## Given data
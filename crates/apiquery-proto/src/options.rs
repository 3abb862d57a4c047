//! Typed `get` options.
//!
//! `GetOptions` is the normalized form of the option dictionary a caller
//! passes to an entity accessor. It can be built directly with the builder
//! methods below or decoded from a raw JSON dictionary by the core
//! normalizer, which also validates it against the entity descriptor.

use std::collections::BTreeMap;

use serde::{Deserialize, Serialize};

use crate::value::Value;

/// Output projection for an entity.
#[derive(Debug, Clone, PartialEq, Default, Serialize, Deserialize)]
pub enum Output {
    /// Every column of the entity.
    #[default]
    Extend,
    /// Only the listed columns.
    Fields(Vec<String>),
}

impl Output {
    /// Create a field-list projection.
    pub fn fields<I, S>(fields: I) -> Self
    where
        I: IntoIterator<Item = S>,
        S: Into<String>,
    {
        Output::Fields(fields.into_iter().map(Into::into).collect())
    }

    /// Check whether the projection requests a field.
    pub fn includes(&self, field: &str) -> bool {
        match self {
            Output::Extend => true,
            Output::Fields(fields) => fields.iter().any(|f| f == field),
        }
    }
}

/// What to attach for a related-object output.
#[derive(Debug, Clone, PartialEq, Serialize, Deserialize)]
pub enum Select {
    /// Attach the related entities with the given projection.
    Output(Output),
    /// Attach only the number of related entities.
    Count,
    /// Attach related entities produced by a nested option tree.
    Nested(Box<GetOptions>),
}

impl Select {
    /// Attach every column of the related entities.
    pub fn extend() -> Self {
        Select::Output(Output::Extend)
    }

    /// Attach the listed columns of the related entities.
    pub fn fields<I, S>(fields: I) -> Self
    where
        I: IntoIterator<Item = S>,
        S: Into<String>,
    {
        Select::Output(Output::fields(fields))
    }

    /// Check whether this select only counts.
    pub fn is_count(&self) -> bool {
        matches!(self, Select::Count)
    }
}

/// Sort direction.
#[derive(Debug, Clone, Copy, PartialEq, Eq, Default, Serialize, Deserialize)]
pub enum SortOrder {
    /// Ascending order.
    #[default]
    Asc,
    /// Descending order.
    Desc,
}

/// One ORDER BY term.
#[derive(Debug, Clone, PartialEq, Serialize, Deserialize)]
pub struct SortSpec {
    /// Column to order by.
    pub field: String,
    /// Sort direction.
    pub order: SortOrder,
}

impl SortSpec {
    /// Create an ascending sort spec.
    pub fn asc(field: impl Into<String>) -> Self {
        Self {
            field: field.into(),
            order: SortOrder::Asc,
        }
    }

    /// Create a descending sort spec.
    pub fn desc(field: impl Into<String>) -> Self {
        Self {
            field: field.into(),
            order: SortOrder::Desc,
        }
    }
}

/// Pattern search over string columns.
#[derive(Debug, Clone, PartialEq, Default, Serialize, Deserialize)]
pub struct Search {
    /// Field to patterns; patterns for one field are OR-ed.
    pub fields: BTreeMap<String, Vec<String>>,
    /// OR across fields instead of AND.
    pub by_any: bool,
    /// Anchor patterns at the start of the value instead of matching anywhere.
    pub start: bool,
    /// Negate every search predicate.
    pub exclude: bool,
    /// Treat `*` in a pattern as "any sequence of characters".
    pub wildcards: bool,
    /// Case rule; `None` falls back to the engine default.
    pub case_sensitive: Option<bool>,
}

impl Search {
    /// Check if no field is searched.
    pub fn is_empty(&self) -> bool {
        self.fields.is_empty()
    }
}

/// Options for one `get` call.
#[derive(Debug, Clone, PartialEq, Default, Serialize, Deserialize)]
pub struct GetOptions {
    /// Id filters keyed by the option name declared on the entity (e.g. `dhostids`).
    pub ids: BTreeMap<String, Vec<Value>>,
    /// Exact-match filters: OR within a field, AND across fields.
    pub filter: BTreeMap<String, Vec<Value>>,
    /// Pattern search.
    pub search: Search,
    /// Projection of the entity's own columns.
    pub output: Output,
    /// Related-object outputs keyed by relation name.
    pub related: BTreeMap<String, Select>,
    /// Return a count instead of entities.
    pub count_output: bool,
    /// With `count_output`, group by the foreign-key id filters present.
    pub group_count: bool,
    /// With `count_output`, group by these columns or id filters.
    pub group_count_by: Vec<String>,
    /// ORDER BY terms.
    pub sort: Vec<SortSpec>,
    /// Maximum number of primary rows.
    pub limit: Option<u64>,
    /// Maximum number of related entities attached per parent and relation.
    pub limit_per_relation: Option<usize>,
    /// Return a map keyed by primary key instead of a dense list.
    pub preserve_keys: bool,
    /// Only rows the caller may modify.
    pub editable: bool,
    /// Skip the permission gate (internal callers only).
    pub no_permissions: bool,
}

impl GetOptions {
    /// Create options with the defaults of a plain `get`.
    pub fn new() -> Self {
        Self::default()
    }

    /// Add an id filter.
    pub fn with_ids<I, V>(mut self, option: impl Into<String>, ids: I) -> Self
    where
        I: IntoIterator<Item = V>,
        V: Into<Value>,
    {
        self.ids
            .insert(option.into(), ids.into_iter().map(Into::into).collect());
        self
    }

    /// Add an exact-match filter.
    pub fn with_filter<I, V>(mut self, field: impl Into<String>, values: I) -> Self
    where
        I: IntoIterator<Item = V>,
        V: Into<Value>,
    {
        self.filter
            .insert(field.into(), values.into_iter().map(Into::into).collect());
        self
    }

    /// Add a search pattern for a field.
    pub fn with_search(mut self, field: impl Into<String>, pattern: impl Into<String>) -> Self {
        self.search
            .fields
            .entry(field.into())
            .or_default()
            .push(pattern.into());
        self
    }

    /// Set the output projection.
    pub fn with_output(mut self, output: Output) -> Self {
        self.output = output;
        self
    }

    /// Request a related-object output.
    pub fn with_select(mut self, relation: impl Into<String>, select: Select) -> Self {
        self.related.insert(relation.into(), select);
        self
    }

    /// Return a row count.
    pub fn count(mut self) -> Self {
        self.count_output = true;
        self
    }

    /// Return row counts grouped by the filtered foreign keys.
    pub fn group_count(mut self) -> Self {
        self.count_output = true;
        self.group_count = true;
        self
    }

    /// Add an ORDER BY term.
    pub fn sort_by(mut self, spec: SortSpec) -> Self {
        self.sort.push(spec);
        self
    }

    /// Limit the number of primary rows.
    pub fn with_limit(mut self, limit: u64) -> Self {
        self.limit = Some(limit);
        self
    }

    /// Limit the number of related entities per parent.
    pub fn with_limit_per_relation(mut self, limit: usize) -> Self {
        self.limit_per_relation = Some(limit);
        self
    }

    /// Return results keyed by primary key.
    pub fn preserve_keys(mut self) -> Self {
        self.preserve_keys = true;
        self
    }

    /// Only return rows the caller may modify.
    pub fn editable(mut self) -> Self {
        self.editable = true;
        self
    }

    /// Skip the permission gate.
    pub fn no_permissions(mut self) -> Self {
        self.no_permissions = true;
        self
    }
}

## The problem
Copy out each line of the entries that holds "modify".

## Response area
    /// Only rows the caller may modify.
    /// Only return rows the caller may modify.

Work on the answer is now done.